The most spending is expected to occur in Western Europe, where operators will invest $25.9 billion during the next five years, or about $5 billion a year. Putting that into perspective, France Telecom has said it will invest about a billion Euros between 2011 and 2013 in France ($1.3 billion), or an average of about $430 million per year.

France Telecom expects total capital investment, in all regions of about 18.5 billion Euros (about $24.5 billion) between 2011 and 2013, or about $8 billion a year.

The point is that fiber access spending should not be seen as a huge change from current spending.

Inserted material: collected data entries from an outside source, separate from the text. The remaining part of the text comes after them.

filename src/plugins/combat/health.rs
//! HP bookkeeping shared by every damageable entity kind.
//!
//! The pool is plain data: no ECS access, no side effects. Observers decide what to do
//! with the returned [`DamageOutcome`] (effects, flashes, stagger, cascade).

/// What a single damage application did to a pool.
#[derive(Debug, Clone, Copy, PartialEq, Eq)]
pub enum DamageOutcome {
    /// The pool was already dead; nothing changed.
    Ignored,
    /// Negative amount; nothing changed.
    Rejected,
    /// HP went down (or stayed put for a zero hit) and the pool is still alive.
    Wounded,
    /// This hit flipped the death latch.
    Killed,
}

impl DamageOutcome {
    /// The hit was applied and feedback should play.
    #[inline]
    pub fn landed(self) -> bool {
        matches!(self, Self::Wounded | Self::Killed)
    }
}

/// HP pool with a one-way death latch.
///
/// Invariant: `dead` flips false -> true exactly once, and no mutation is accepted after.
#[derive(Debug, Clone, Copy, PartialEq, Eq)]
pub struct HealthPool {
    current: i32,
    max: i32,
    dead: bool,
}

impl HealthPool {
    pub fn new(max: i32) -> Self {
        Self { current: max, max, dead: false }
    }

    #[inline]
    pub fn current(&self) -> i32 {
        self.current
    }

    #[inline]
    pub fn max(&self) -> i32 {
        self.max
    }

    #[inline]
    pub fn is_dead(&self) -> bool {
        self.dead
    }

    /// Apply `amount` of damage.
    ///
    /// HP is not clamped at zero: two 3-point hits on a 5-HP pool leave it at -1.
    pub fn absorb(&mut self, amount: i32) -> DamageOutcome {
        if self.dead {
            return DamageOutcome::Ignored;
        }
        if amount < 0 {
            return DamageOutcome::Rejected;
        }

        self.current -= amount;
        if self.current <= 0 {
            self.dead = true;
            DamageOutcome::Killed
        } else {
            DamageOutcome::Wounded
        }
    }

    /// Flip the latch without touching HP (cascade breaks).
    ///
    /// Returns `false` if the pool was already dead.
    pub fn force_kill(&mut self) -> bool {
        if self.dead {
            return false;
        }
        self.dead = true;
        true
    }
}

/// Anything that owns a [`HealthPool`] the damage pipeline can drain.
pub trait Damageable {
    fn pool(&self) -> &HealthPool;
    fn pool_mut(&mut self) -> &mut HealthPool;

    #[inline]
    fn absorb(&mut self, amount: i32) -> DamageOutcome {
        self.pool_mut().absorb(amount)
    }

    #[inline]
    fn is_dead(&self) -> bool {
        self.pool().is_dead()
    }

    #[inline]
    fn hp(&self) -> i32 {
        self.pool().current()
    }
}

About 82 percent of the predicted expenditure ($43.9 billion) will be on fiber-to-the-home (FTTH) rather than very-high-bitrate digital subscriber lines (VDSL) – the other main FTTx roll-out solution.

However, those countries where the major operators are focusing on FTTC and VDSL will generally have much higher availability of next-generation broadband in five years’ time.

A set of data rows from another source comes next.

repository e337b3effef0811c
//! Common, shared types.

pub mod layers;
pub mod state;
pub mod tunables;

#[cfg(test)]
pub mod test_utils;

The report also suggests one reason why service providers are not in a bigger rush to install fiber access networks.

Att a time when cable TV operators and 4G mobile operators are able to upgrade more quickly than telcos, the financial payback from an expensive and big FTTH network investment is uncertain and risky.

New enhanced DSL technologies such as vectoring and bonding will make it easier for operators to keep pace with cable competitors and one step ahead of any challenge from mobile operators to their core broadband businesses, at less cost and less risk.

“Given the as-yet untapped potential of copper over short distances, we wonder whether it is really sensible at this stage to take fiber right to people’s homes,” says Rupert Wood, Analysys Mason lead analyst.

Sticking rigidly to FTTH runs the risk of delivering next-generation access to a largely urban or well-to-do elite, while delaying delivery to other users and potentially losing customers,” says Wood. “This may come to look both commercially and politically unacceptable.”

The report suggests that, five years after launch, take-up rates for telcos of 25 percent or more “seem perfectly achievable.”

The report also indicates that the business case for super-fast fiber access is challenging.Super-fast broadband has been a difficult sell in some European countries because regulation has succeeded in encouraging facilities-based competiton and, as a result, driving down ADSL prices, Wood argues.

Wood further argues that there remain key questions about whether any set of consumer services justifies 100 Mbps access speeds.